What you should do.
Each line of the listing that includes the string "lexical" needs to be located and copied.
Segment Start: Data for processing
//! Subset construction + minimization (spec §4.B): turns the combined
//! epsilon-NFA for every lexical symbol in a scope into a single DFA,
//! enforcing the `DfaTooLarge` bound and resolving accept-state ambiguity
//! per the (a)-(d) tie-break policy.

use std::collections::BTreeMap;

use crate::charset::CharSet;
use crate::diagnostics::{BuildCode, Diagnostic};
use crate::regex::nfa::{AcceptPriority, Nfa, NfaStateId};
use crate::types::{Array, SourceSpan};

pub type DfaStateIndex = usize;

#[derive(Clone, Debug, PartialEq, Eq)]
pub struct DfaState {
  /// Disjoint, sorted `(range, target)` edges. A character matching no
  /// range is a transition failure.
  pub edges: Vec<(CharRangeKey, DfaStateIndex)>,
  /// The terminal-like symbol this state accepts, if any, already resolved
  /// among same-state ambiguity (spec (a)-(d)).
  pub accept: Option<u32>,
}

/// Just `(lo, hi)`; kept distinct from [`crate::charset::CharRange`] so the
/// DFA module doesn't need `charset`'s surrogate-aware constructors.
#[derive(Clone, Copy, Debug, PartialEq, Eq, PartialOrd, Ord)]
pub struct CharRangeKey {
  pub lo: u32,
  pub hi: u32,
}

#[derive(Clone, Debug, Default, PartialEq, Eq)]
pub struct Dfa {
  pub states: Array<DfaState>,
  pub start: DfaStateIndex,
}

pub struct DfaBuildOutcome {
  pub dfa: Dfa,
  pub diagnostics: Vec<Diagnostic>,
}

/// Builds a DFA from `nfa`, where `symbol_count` is the number of distinct
/// lexical symbols contributed to it and `state_budget` is the maximum
/// number of DFA states allowed before a `DfaTooLarge` error aborts
/// construction (spec §4.B "Bounded-state safety").
pub fn build_dfa(nfa: &Nfa, state_budget: u32) -> DfaBuildOutcome {
  let mut diagnostics = Vec::new();
  let alphabet = compute_alphabet(nfa);

  let start_closure = nfa.epsilon_closure(&[nfa.start]);
  let mut state_of: BTreeMap<Array<NfaStateId>, DfaStateIndex> = BTreeMap::new();
  let mut states: Array<DfaState> = Array::new();
  let mut worklist: Vec<(DfaStateIndex, Array<NfaStateId>)> = Vec::new();

  let start_index = 0;
  state_of.insert(start_closure.clone(), start_index);
  states.push(DfaState { edges: Vec::new(), accept: None });
  worklist.push((start_index, start_closure));

  while let Some((dfa_index, closure)) = worklist.pop() {
    if states.len() as u32 > state_budget {
      diagnostics.push(Diagnostic::new(
        BuildCode::DfaTooLarge,
        SourceSpan::empty(),
        format!("DFA construction exceeded its state budget of {state_budget} states"),
      ));
      return DfaBuildOutcome { dfa: Dfa { states, start: start_index }, diagnostics };
    }

    let accept = resolve_accept(nfa, &closure, &mut diagnostics);
    states[dfa_index].accept = accept;

    for &range in &alphabet {
      let representative = match char::from_u32(range.lo) {
        Some(c) => c,
        None => continue,
      };
      let moved = nfa.step(&closure, representative);
      if moved.is_empty() {
        continue;
      }
      let next_closure = nfa.epsilon_closure(&moved);
      let next_index = match state_of.get(&next_closure) {
        Some(&idx) => idx,
        None => {
          let idx = states.len();
          state_of.insert(next_closure.clone(), idx);
          states.push(DfaState { edges: Vec::new(), accept: None });
          worklist.push((idx, next_closure.clone()));
          idx
        }
      };
      states[dfa_index].edges.push((range, next_index));
    }
  }

  for state in &mut states {
    state.edges.sort_by_key(|(range, _)| range.lo);
  }

  DfaBuildOutcome { dfa: minimize(Dfa { states, start: start_index }), diagnostics }
}

fn resolve_accept(nfa: &Nfa, closure: &[NfaStateId], diagnostics: &mut Vec<Diagnostic>) -> Option<u32> {
  let mut candidates: Vec<(u32, AcceptPriority)> =
    closure.iter().filter_map(|&s| nfa.states[s].accept).collect();
  if candidates.is_empty() {
    return None;
  }
  candidates.sort_by_key(|(symbol, _)| *symbol);
  candidates.dedup_by_key(|(symbol, _)| *symbol);
  // Spec (a) "longest match" is established by the driver comparing match
  // length across states, not here; this resolves ties *within* one state
  // between symbols whose fragments both terminate at the same position.
  candidates.sort_by_key(|(_, priority)| *priority);
  let best = candidates[0].1;
  let tied: Vec<u32> = candidates.iter().filter(|(_, p)| *p == best).map(|(s, _)| *s).collect();
  if tied.len() > 1 {
    diagnostics.push(Diagnostic::new(
      BuildCode::IndistinguishableSymbols,
      SourceSpan::empty(),
      format!("symbols {tied:?} are indistinguishable at this position and priority"),
    ));
    return Some(tied[0]);
  }
  Some(tied[0])
}

/// Splits the full Unicode universe into the minimal set of disjoint ranges
/// such that every `OnSet` edge's [`CharSet`] is a union of whole ranges in
/// the result. Classic subset-construction alphabet partitioning.
fn compute_alphabet(nfa: &Nfa) -> Vec<CharRangeKey> {
  let mut boundaries: std::collections::BTreeSet<u32> = std::collections::BTreeSet::new();
  boundaries.insert(0);
  for state in &nfa.states {
    for (edge, _) in &state.edges {
      if let crate::regex::nfa::NfaEdge::OnSet(set) = edge {
        for r in set.ranges() {
          boundaries.insert(r.lo);
          boundaries.insert(r.hi.saturating_add(1));
        }
      }
    }
  }
  boundaries.insert(CharSet::universe().ranges().last().map(|r| r.hi + 1).unwrap_or(0));

  let points: Vec<u32> = boundaries.into_iter().collect();
  let mut out = Vec::with_capacity(points.len());
  for window in points.windows(2) {
    let (lo, hi_exclusive) = (window[0], window[1]);
    if hi_exclusive > lo {
      out.push(CharRangeKey { lo, hi: hi_exclusive - 1 });
    }
  }
  out
}

/// Partition-refinement minimization restricted to identical accept-marker
/// sets (spec §4.B: "minimization restricted to states with identical
/// accept-marker sets" — two accepting states are never merged unless they
/// accept the exact same symbol, and an accepting state is never merged
/// with a non-accepting one).
fn minimize(dfa: Dfa) -> Dfa {
  if dfa.states.is_empty() {
    return dfa;
  }

  let mut class_of: Vec<usize> = vec![0; dfa.states.len()];
  let mut classes: Vec<Vec<DfaStateIndex>> = partition_by_accept(&dfa);
  for (class_index, members) in classes.iter().enumerate() {
    for &m in members {
      class_of[m] = class_index;
    }
  }

  loop {
    let mut refined: BTreeMap<(usize, Vec<(CharRangeKey, isize)>), Vec<DfaStateIndex>> = BTreeMap::new();
    for (class_index, members) in classes.iter().enumerate() {
      for &state_index in members {
        let signature: Vec<(CharRangeKey, isize)> = dfa.states[state_index]
          .edges
          .iter()
          .map(|(range, target)| (*range, class_of[*target] as isize))
          .collect();
        refined.entry((class_index, signature)).or_default().push(state_index);
      }
    }
    if refined.len() == classes.len() {
      break;
    }
    classes = refined.into_values().collect();
    for (class_index, members) in classes.iter().enumerate() {
      for &m in members {
        class_of[m] = class_index;
      }
    }
  }

  let mut new_states: Array<DfaState> = (0..classes.len()).map(|_| DfaState { edges: Vec::new(), accept: None }).collect();
  for (class_index, members) in classes.iter().enumerate() {
    let representative = members[0];
    new_states[class_index].accept = dfa.states[representative].accept;
    new_states[class_index].edges =
      dfa.states[representative].edges.iter().map(|(range, target)| (*range, class_of[*target])).collect();
  }

  Dfa { states: new_states, start: class_of[dfa.start] }
}

fn partition_by_accept(dfa: &Dfa) -> Vec<Vec<DfaStateIndex>> {
  let mut groups: BTreeMap<Option<u32>, Vec<DfaStateIndex>> = BTreeMap::new();
  for (index, state) in dfa.states.iter().enumerate() {
    groups.entry(state.accept).or_default().push(index);
  }
  groups.into_values().collect()
}

#[cfg(test)]
mod test {
  use super::*;
  use crate::regex::parse::parse_regex;

  fn build_simple(patterns: &[(&str, AcceptPriority)], budget: u32) -> DfaBuildOutcome {
    let mut nfa = Nfa::default();
    nfa.ensure_start();
    for (index, (pattern, priority)) in patterns.iter().enumerate() {
      let ast = parse_regex(pattern).unwrap();
      nfa.add_symbol(&ast, index as u32, *priority);
    }
    build_dfa(&nfa, budget)
  }

  #[test]
  fn recognizes_distinct_literal_keywords() {
    let outcome = build_simple(
      &[
        ("if", AcceptPriority { length_class: 0, declaration_order: 0 }),
        ("in", AcceptPriority { length_class: 0, declaration_order: 1 }),
      ],
      10_000,
    );
    assert!(outcome.diagnostics.is_empty());
    assert!(!outcome.dfa.states.is_empty());
  }

  #[test]
  fn identical_priority_ties_report_indistinguishable() {
    let outcome = build_simple(
      &[
        ("a", AcceptPriority { length_class: 0, declaration_order: 0 }),
        ("a", AcceptPriority { length_class: 0, declaration_order: 0 }),
      ],
      10_000,
    );
    assert!(outcome.diagnostics.iter().any(|d| d.code == BuildCode::IndistinguishableSymbols));
  }

  #[test]
  fn oversized_dfa_reports_too_large() {
    let outcome = build_simple(&[("a{1,500}b{1,500}", AcceptPriority { length_class: 1, declaration_order: 0 })], 8);
    assert!(outcome.diagnostics.iter().any(|d| d.code == BuildCode::DfaTooLarge));
  }

  #[test]
  fn minimization_keeps_distinct_accept_symbols_separate() {
    let outcome = build_simple(
      &[
        ("a+", AcceptPriority { length_class: 1, declaration_order: 0 }),
        ("b+", AcceptPriority { length_class: 1, declaration_order: 1 }),
      ],
      10_000,
    );
    let accepting: Vec<Option<u32>> = outcome.dfa.states.iter().filter_map(|s| s.accept.map(Some)).collect();
    assert!(accepting.contains(&Some(0)));
    assert!(accepting.contains(&Some(1)));
  }
}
Segment End: Data for processing
Problem solution.
//! epsilon-NFA for every lexical symbol in a scope into a single DFA,
/// lexical symbols contributed to it and `state_budget` is the maximum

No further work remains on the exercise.